Start of Record excerpts

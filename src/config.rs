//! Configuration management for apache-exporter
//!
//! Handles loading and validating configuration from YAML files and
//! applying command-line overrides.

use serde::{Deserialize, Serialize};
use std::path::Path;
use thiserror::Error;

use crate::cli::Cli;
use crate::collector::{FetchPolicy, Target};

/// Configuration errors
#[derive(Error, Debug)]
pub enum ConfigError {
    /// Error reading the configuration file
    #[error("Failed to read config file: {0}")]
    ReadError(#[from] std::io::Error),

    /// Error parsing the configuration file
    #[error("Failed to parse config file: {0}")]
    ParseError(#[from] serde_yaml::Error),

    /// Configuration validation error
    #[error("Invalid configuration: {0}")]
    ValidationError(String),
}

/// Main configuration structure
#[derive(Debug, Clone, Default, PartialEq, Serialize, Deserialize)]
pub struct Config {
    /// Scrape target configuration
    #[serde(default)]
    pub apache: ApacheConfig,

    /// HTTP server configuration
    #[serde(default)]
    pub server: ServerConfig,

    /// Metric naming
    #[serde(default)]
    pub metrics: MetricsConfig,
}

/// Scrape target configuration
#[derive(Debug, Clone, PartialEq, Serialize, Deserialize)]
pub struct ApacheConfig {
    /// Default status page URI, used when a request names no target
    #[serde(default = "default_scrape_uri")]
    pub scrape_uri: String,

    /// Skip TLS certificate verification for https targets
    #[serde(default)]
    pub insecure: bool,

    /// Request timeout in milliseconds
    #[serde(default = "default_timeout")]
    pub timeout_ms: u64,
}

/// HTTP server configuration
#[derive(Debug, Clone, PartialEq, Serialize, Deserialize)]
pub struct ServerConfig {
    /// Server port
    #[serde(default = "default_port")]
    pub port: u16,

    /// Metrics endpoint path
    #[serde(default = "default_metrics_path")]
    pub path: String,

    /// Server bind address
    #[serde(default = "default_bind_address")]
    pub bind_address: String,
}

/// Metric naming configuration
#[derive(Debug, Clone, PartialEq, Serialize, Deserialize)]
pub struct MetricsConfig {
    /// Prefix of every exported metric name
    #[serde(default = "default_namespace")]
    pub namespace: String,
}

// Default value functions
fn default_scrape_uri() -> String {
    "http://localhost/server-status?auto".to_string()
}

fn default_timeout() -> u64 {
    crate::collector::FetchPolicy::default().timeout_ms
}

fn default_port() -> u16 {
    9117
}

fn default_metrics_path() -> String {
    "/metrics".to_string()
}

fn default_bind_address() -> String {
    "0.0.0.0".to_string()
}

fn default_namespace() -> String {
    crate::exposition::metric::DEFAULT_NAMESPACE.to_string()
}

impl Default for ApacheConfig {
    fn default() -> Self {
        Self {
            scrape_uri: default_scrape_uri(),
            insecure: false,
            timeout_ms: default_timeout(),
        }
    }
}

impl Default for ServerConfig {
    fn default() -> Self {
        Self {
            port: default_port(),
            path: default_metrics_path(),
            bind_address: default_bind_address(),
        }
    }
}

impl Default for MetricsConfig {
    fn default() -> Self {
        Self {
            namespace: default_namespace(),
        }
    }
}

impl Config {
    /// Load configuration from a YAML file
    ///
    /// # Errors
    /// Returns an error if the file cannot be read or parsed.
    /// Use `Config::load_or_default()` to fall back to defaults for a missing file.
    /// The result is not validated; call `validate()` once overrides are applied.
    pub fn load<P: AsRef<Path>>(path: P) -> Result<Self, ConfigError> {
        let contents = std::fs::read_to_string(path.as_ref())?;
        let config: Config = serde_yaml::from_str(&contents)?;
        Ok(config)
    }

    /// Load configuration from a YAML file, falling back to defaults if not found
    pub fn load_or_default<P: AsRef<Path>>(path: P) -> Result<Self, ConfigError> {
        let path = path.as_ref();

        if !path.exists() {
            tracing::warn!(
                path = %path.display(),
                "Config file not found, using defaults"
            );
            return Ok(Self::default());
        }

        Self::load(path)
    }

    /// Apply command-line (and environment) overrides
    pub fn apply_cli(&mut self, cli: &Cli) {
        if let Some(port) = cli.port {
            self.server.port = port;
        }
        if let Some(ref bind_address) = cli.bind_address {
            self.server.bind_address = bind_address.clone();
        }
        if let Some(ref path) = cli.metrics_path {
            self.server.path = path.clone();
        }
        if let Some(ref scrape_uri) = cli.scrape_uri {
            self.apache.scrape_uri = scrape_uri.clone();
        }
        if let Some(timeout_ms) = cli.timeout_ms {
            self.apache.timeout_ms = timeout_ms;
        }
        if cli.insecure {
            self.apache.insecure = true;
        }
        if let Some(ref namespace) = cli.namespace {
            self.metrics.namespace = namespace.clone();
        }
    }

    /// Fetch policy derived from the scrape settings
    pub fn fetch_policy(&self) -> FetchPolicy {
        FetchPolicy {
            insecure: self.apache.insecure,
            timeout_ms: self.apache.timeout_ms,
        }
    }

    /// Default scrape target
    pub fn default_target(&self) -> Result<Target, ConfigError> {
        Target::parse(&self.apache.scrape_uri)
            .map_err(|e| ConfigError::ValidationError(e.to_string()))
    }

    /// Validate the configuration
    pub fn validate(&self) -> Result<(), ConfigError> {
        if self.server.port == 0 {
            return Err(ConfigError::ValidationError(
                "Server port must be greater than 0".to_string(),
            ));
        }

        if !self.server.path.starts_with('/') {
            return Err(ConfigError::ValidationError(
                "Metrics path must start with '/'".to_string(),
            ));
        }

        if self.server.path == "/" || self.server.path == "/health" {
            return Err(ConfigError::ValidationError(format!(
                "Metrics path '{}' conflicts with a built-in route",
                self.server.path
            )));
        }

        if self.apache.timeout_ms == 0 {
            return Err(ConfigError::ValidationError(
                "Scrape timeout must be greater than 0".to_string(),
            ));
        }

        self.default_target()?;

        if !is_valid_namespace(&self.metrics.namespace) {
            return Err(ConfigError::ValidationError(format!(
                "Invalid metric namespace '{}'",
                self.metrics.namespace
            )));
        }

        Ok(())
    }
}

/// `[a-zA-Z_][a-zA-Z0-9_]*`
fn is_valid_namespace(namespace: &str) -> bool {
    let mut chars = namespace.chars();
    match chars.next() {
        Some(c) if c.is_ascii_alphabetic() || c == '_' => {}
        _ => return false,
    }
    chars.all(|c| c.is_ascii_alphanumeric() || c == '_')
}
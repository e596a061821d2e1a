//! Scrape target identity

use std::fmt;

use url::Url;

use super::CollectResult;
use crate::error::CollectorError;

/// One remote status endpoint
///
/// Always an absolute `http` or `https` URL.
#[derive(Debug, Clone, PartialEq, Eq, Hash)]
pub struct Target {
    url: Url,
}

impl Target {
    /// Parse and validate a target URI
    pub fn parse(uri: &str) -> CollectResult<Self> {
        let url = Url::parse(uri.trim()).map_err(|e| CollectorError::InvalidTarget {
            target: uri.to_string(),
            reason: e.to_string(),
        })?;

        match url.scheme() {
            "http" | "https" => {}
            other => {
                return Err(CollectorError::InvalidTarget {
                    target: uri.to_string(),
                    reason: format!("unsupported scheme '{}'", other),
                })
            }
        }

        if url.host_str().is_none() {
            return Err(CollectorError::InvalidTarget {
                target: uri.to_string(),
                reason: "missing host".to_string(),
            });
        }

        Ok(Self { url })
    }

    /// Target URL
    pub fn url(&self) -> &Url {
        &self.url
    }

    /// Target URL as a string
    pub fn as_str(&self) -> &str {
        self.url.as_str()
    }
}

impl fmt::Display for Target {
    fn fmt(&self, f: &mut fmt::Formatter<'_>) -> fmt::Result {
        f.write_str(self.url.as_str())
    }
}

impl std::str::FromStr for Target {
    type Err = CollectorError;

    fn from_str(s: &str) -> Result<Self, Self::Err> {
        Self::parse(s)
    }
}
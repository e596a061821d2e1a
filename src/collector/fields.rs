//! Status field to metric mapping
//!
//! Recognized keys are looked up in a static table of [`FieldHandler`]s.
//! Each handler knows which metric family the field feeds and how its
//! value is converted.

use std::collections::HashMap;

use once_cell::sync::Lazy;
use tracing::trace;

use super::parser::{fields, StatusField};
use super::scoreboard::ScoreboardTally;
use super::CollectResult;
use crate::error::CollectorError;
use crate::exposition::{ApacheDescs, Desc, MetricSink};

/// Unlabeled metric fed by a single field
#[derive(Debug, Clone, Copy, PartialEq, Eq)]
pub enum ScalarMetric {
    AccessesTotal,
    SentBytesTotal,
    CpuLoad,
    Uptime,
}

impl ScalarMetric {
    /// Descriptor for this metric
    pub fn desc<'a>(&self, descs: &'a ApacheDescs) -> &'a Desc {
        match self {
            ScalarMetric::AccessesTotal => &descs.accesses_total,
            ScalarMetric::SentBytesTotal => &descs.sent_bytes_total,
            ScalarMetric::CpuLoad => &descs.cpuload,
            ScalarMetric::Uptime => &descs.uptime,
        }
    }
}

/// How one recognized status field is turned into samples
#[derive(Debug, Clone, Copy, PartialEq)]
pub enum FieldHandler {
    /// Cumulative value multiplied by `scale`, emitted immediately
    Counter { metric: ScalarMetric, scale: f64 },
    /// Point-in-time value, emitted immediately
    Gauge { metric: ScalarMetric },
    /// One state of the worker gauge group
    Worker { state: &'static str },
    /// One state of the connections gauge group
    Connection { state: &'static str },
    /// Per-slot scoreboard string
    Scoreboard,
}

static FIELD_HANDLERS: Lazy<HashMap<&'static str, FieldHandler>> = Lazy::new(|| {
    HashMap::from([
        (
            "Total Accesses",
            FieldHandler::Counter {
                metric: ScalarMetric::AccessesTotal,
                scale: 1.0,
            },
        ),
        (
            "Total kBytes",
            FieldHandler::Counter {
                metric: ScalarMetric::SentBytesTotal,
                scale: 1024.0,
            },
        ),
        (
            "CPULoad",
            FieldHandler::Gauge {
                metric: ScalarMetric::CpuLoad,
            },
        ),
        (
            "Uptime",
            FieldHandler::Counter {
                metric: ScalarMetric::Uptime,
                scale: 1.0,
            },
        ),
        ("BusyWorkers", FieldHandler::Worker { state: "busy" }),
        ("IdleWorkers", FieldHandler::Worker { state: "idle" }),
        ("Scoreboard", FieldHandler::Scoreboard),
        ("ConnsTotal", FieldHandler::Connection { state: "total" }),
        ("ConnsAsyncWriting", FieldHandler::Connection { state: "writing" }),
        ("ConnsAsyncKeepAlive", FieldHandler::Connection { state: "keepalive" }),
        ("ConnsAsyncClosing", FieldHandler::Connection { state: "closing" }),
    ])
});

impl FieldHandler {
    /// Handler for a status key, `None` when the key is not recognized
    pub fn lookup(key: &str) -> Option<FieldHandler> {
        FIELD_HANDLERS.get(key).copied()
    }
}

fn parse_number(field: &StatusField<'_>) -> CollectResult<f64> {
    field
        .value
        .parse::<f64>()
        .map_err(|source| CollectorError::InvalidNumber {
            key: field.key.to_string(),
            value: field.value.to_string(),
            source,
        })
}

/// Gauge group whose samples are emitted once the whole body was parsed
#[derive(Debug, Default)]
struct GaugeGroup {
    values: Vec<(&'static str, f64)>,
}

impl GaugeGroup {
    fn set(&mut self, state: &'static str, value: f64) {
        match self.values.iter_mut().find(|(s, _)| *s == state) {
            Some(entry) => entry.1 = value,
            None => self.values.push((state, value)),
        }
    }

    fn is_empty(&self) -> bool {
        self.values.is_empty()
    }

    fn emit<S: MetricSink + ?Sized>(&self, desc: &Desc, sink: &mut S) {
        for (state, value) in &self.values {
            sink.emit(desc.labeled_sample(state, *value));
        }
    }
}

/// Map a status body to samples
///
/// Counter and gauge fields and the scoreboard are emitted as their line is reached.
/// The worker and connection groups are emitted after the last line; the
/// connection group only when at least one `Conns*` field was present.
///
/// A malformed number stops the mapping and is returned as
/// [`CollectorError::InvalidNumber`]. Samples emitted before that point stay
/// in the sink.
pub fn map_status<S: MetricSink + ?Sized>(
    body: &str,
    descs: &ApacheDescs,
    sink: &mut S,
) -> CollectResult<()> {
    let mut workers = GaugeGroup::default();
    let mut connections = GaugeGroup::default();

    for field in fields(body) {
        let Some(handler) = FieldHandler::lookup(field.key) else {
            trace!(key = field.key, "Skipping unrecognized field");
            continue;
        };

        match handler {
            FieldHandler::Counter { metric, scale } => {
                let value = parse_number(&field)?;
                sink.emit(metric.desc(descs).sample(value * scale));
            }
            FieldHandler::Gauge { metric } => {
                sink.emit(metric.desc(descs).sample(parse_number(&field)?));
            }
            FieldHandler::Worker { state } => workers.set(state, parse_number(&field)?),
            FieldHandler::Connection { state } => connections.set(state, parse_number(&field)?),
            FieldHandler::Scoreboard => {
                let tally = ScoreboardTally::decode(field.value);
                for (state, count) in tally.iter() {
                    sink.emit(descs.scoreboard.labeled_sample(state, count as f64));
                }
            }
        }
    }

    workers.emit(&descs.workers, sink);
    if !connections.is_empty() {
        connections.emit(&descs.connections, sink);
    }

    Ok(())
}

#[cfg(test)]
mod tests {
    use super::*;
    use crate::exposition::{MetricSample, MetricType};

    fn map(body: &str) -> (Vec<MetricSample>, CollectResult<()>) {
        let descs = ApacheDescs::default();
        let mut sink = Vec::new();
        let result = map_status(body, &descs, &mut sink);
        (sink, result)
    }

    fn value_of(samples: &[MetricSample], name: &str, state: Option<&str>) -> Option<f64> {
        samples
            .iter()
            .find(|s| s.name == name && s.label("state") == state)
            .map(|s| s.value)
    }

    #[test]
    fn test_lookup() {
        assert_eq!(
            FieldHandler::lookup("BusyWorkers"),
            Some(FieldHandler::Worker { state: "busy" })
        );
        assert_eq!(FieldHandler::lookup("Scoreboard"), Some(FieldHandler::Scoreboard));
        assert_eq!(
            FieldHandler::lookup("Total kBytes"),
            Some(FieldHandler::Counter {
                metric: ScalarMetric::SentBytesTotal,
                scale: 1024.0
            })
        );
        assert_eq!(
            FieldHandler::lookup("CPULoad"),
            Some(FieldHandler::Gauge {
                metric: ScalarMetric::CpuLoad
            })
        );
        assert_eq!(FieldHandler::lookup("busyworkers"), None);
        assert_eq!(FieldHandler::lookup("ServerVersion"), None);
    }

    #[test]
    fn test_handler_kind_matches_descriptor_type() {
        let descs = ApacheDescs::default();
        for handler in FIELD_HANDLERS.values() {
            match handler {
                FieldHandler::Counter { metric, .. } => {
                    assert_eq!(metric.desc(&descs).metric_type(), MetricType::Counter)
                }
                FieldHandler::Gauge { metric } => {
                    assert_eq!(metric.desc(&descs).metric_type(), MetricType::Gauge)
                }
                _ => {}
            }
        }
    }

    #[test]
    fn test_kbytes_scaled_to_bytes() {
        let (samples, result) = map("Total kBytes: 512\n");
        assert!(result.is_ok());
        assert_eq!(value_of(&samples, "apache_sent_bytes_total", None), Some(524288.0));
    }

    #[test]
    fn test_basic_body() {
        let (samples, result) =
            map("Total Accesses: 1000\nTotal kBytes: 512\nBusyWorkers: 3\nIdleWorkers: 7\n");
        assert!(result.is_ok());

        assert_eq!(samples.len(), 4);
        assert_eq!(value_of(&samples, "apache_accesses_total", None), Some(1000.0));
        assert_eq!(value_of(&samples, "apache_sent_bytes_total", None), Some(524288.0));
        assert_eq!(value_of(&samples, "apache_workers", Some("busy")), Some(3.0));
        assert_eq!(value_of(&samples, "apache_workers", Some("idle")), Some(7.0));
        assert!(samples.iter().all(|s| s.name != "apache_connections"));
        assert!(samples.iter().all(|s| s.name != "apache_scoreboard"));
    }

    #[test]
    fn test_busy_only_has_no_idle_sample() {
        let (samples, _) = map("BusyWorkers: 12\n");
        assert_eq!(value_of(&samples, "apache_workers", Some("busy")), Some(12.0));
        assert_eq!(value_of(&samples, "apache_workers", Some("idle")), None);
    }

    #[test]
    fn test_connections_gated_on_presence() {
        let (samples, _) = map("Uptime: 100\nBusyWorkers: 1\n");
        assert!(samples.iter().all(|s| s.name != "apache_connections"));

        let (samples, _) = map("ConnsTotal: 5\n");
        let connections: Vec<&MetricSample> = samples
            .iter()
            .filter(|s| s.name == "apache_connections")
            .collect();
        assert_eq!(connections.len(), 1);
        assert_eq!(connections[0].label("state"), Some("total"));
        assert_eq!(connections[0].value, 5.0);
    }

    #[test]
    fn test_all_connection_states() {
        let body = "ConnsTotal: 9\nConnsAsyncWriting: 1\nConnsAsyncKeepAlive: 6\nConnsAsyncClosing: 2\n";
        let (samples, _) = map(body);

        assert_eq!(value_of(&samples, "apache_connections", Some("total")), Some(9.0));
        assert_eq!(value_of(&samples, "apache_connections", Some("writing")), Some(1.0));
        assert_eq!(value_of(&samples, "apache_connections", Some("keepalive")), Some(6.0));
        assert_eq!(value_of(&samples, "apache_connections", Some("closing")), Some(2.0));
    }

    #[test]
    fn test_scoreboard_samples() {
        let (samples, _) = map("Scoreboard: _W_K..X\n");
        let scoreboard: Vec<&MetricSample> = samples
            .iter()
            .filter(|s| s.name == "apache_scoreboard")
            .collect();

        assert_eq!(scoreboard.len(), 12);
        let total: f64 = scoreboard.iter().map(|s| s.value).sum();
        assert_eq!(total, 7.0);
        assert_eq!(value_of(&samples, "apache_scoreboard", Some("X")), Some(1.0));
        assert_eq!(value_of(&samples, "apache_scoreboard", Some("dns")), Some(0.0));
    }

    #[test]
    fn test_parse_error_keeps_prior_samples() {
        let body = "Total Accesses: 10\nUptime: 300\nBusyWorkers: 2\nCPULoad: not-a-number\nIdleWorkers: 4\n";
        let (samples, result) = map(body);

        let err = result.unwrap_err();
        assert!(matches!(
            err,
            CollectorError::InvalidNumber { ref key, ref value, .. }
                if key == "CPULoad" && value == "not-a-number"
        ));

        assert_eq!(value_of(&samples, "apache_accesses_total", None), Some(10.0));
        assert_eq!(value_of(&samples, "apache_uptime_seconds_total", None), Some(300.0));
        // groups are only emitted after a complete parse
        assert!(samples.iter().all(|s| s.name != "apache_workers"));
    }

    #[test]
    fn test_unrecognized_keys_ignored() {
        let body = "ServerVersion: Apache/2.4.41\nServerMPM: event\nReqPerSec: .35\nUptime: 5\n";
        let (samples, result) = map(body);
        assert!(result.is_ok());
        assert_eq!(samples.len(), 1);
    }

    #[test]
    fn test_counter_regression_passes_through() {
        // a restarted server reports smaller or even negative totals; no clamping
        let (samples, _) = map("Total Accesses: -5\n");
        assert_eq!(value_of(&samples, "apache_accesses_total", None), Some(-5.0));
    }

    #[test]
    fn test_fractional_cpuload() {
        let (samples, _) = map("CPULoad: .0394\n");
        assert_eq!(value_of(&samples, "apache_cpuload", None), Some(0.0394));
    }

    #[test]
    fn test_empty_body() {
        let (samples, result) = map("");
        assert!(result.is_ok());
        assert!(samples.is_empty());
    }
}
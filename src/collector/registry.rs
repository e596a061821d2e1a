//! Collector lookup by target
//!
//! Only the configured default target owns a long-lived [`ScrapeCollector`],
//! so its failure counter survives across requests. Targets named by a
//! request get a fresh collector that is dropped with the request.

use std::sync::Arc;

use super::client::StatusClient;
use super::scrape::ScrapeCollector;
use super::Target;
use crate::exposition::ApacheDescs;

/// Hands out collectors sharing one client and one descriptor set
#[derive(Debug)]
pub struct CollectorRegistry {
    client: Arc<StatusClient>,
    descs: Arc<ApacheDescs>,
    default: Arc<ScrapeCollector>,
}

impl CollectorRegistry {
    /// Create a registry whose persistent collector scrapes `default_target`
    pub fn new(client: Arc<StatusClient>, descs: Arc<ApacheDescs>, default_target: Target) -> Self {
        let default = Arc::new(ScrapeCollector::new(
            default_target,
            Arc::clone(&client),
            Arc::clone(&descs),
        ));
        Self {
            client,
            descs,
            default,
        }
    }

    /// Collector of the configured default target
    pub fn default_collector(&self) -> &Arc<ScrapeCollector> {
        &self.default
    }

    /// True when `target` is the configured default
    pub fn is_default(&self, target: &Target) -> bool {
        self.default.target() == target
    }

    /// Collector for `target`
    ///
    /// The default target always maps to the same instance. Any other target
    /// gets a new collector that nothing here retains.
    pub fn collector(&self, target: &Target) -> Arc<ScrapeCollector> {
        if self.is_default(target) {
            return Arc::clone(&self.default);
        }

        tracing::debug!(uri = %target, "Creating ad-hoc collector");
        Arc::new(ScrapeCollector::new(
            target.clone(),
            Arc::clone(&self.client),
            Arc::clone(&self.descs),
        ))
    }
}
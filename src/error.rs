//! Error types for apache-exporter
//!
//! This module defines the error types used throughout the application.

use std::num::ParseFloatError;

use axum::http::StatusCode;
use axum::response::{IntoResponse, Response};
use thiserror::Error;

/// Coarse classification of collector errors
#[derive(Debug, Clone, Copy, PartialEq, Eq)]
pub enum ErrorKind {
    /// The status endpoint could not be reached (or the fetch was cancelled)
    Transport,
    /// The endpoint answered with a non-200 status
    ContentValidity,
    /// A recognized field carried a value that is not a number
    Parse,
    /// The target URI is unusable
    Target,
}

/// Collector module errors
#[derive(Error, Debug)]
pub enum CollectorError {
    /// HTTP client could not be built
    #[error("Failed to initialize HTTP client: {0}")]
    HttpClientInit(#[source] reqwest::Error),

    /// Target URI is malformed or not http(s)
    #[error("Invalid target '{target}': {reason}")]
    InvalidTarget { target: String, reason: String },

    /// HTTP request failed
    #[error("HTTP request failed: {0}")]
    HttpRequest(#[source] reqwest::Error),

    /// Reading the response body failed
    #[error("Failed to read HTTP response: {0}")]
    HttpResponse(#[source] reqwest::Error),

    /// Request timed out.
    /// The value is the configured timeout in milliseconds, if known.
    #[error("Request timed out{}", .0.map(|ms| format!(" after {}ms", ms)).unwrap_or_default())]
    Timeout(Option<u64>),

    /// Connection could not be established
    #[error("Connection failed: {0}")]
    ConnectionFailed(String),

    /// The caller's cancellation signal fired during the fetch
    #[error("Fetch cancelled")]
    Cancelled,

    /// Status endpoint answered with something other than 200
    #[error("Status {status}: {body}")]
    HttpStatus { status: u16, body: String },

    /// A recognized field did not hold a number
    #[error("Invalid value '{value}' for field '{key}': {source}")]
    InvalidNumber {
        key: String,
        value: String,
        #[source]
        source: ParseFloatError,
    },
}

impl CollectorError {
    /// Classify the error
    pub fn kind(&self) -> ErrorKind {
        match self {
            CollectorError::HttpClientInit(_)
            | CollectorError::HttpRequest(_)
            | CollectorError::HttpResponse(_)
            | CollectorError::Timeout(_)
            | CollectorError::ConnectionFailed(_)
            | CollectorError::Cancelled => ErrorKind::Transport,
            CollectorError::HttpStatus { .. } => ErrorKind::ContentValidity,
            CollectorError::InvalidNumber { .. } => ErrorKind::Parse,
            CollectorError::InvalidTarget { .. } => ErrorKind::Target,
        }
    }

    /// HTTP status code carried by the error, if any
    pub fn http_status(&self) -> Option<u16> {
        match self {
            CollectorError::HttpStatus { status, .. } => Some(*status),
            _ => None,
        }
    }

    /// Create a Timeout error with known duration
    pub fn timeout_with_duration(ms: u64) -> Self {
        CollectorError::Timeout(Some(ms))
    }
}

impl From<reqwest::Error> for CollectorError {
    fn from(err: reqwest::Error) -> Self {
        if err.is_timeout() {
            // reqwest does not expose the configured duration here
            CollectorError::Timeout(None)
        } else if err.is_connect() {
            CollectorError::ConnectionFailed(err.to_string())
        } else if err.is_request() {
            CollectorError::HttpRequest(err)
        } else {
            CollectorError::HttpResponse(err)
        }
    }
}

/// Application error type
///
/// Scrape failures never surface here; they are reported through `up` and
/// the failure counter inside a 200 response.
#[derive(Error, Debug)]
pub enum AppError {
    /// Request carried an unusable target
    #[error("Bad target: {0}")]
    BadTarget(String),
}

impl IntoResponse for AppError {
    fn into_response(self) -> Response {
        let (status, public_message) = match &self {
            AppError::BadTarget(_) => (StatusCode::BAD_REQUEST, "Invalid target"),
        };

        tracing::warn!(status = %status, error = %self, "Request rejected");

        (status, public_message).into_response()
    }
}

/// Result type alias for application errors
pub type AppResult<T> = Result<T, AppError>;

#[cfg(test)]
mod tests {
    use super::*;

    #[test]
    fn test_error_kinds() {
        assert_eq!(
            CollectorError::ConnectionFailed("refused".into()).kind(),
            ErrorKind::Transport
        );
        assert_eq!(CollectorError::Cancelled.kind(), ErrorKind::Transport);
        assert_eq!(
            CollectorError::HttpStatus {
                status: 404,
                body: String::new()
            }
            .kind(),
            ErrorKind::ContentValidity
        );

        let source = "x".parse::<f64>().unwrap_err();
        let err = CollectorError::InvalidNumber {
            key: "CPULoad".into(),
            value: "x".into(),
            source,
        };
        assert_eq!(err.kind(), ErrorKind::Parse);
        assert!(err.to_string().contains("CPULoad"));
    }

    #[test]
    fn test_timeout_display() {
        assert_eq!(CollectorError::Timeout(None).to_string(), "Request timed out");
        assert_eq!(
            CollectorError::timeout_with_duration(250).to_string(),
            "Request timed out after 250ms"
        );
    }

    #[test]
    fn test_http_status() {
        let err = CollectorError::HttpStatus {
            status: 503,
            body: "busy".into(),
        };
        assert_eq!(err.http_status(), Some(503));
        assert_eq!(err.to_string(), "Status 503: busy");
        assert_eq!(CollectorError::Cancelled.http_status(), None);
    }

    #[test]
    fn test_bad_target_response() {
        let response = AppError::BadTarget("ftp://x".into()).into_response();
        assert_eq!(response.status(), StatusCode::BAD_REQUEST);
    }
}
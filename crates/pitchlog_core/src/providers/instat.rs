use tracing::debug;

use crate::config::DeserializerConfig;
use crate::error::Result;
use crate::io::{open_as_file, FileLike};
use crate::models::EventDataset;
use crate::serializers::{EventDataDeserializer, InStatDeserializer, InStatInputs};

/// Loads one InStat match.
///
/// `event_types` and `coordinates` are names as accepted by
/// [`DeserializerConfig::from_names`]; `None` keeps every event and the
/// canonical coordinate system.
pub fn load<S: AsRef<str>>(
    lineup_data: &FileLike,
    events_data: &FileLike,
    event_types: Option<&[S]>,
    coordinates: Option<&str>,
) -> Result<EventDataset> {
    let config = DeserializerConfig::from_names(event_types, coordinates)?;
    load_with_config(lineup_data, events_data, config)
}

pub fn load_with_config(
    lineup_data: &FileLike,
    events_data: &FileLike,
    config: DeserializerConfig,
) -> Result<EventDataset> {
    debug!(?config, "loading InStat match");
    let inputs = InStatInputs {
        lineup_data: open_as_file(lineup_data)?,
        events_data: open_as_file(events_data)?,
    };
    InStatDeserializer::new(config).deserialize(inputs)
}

End of Record excerpts

Task description: Of the lines above, show those in which "warn" appears.

Solved problem:
            tracing::warn!(
        tracing::warn!(status = %status, error = %self, "Request rejected");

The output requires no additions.